Instructions to follow.
When you reach the line containing "let sel = Selection::new(Cursor::at(1, 1), Cursor::at(1, 1));" in the data below, reproduce it and every line that follows, exactly and without additions.
==== Material to process
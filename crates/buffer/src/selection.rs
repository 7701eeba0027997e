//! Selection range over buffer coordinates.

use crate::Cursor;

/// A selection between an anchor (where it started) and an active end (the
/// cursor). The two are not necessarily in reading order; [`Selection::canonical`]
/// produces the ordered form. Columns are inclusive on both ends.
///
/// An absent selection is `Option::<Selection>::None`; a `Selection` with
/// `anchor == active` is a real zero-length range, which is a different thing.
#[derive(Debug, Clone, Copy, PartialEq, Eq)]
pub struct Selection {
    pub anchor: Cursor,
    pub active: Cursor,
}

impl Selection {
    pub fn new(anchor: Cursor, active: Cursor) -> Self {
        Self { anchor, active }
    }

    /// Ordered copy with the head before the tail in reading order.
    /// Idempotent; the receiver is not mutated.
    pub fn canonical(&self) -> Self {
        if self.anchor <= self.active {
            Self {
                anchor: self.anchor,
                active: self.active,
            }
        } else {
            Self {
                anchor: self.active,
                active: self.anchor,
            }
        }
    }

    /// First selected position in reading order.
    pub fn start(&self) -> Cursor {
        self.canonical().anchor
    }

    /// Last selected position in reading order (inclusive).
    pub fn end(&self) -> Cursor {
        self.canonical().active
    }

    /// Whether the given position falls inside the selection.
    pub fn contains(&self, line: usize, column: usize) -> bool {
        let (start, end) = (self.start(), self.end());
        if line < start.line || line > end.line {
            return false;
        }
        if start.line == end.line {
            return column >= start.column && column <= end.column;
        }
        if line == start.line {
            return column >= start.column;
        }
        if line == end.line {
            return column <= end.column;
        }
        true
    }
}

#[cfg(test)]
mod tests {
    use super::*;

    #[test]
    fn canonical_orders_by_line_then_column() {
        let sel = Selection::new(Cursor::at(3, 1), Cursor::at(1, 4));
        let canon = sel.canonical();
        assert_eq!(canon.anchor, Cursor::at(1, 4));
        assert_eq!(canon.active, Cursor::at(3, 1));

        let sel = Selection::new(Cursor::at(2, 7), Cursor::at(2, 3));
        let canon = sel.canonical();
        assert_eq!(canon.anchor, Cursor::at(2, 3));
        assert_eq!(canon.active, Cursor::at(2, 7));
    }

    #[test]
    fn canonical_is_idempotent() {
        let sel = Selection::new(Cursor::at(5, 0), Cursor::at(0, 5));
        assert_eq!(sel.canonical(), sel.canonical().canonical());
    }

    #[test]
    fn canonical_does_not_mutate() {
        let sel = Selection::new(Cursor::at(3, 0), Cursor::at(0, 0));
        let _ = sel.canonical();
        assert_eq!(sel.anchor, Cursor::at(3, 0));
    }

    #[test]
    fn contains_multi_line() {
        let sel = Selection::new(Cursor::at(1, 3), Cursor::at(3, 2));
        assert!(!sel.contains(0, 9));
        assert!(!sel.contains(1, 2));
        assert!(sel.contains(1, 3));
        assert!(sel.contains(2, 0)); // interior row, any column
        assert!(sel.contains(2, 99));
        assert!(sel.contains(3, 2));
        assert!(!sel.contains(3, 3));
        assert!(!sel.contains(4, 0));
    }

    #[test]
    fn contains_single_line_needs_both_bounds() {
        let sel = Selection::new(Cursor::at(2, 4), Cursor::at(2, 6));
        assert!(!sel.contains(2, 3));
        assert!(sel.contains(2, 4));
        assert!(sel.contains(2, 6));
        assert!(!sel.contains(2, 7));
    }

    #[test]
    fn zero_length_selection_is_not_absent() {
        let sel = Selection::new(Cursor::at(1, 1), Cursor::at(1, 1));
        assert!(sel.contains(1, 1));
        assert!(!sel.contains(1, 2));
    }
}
========
Answer to the exercise.
        let sel = Selection::new(Cursor::at(1, 1), Cursor::at(1, 1));
        assert!(sel.contains(1, 1));
        assert!(!sel.contains(1, 2));
    }
}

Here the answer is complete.